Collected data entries
━━━━━━

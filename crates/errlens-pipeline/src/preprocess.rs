//! The synchronous half of a run: parse, chunk and deduplicate.
//! Needs no model client, so it also backs the `preprocess` command.

use errlens_core::{AnalysisUnit, Chunk, Chunker, Deduplicator, LogEntry, LogParser};

use crate::config::{ConfigError, PipelineConfig};

/// Output of the synchronous half of a run
#[derive(Debug, Clone)]
pub struct Preprocessed {
    pub entries: Vec<LogEntry>,
    pub chunks: Vec<Chunk>,
    pub units: Vec<AnalysisUnit>,
}

pub struct Preprocessor {
    parser: LogParser,
    chunker: Chunker,
    dedup: Deduplicator,
    errors_only: bool,
}

impl Preprocessor {
    pub fn from_config(config: &PipelineConfig) -> Result<Self, ConfigError> {
        Ok(Self {
            parser: LogParser::default(),
            chunker: config.chunker(),
            dedup: Deduplicator::new(config.fingerprint.build_normalizer()?),
            errors_only: config.pipeline.errors_only,
        })
    }

    pub fn max_tokens(&self) -> usize {
        self.chunker.max_tokens()
    }

    pub fn parse(&self, text: &str) -> Vec<LogEntry> {
        self.parser.parse(text)
    }

    /// Chunks the entries that go to analysis (errors only unless configured otherwise)
    pub fn chunk(&self, entries: &[LogEntry]) -> Vec<Chunk> {
        if self.errors_only {
            let errors: Vec<LogEntry> = entries.iter().filter(|e| e.is_error_candidate()).cloned().collect();
            self.chunker.chunk(&errors)
        } else {
            self.chunker.chunk(entries)
        }
    }

    pub fn run(&self, text: &str) -> Preprocessed {
        let entries = self.parse(text);
        let chunks = self.chunk(&entries);
        let units = self.dedup.deduplicate(chunks.clone());
        Preprocessed { entries, chunks, units }
    }
}

#[cfg(test)]
mod tests {
    use super::*;

    const LOG: &str = "\
2024-01-15 10:30:45 ERROR [database] Connection timeout after 30 seconds
2024-01-15 10:30:46 INFO [api] request served
2024-01-15 10:30:47 ERROR [database] Connection timeout after 45 seconds";

    #[test]
    fn test_errors_only_by_default() {
        let pre = Preprocessor::from_config(&PipelineConfig::default()).unwrap().run(LOG);
        assert_eq!(pre.entries.len(), 3);
        assert!(pre.chunks.iter().flat_map(|c| &c.entries).all(|e| e.is_error_candidate()));
        assert_eq!(pre.units.len(), 1);
        assert_eq!(pre.units[0].occurrence_count(), 2);
    }

    #[test]
    fn test_all_entries_when_configured() {
        let mut config = PipelineConfig::default();
        config.pipeline.errors_only = false;
        let pre = Preprocessor::from_config(&config).unwrap().run(LOG);
        let chunked: usize = pre.chunks.iter().map(|c| c.entries.len()).sum();
        assert_eq!(chunked, 3);
    }
}
// LLM client trait - the seam every reasoning-model backend plugs into

use async_trait::async_trait;
use reqwest::StatusCode;
use thiserror::Error;

#[derive(Error, Debug, Clone, PartialEq)]
pub enum LlmError {
    #[error("HTTP request failed: {0}")]
    RequestFailed(String),

    #[error("Request timed out")]
    Timeout,

    #[error("Rate limited: {0}")]
    RateLimited(String),

    #[error("Unauthorized: {0}")]
    Unauthorized(String),

    #[error("Missing API key: {0}")]
    MissingApiKey(String),

    #[error("API error: {0}")]
    ApiError(String),
}

impl LlmError {
    /// Classify an HTTP failure by status code
    pub fn from_status(status: StatusCode, body: String) -> Self {
        match status {
            StatusCode::UNAUTHORIZED | StatusCode::FORBIDDEN => LlmError::Unauthorized(body),
            StatusCode::TOO_MANY_REQUESTS => LlmError::RateLimited(body),
            StatusCode::REQUEST_TIMEOUT | StatusCode::GATEWAY_TIMEOUT => LlmError::Timeout,
            _ => LlmError::ApiError(format!("{}: {}", status, body)),
        }
    }

    pub fn from_reqwest(err: reqwest::Error) -> Self {
        if err.is_timeout() {
            LlmError::Timeout
        } else {
            LlmError::RequestFailed(err.to_string())
        }
    }

    /// Credentials problems do not improve with retries
    pub fn is_retryable(&self) -> bool {
        !matches!(self, LlmError::Unauthorized(_) | LlmError::MissingApiKey(_))
    }

    /// short class name for logs
    pub fn class(&self) -> &'static str {
        match self {
            LlmError::RequestFailed(_) => "transport",
            LlmError::Timeout => "timeout",
            LlmError::RateLimited(_) => "rate_limit",
            LlmError::Unauthorized(_) | LlmError::MissingApiKey(_) => "auth",
            LlmError::ApiError(_) => "api",
        }
    }
}

#[async_trait]
pub trait LlmClient: Send + Sync {
    /// Send one prompt to `self.model()` and return the raw completion text
    async fn generate(&self, prompt: &str) -> Result<String, LlmError>;

    fn model(&self) -> &str;

    fn provider(&self) -> &str;
}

━━━━━━

▶ **PROBLEM TO SOLVE**
Look through the entries above and count each line holding "synchronous"; report the count alone.

▶ **ANSWER TO THE PROBLEM**
2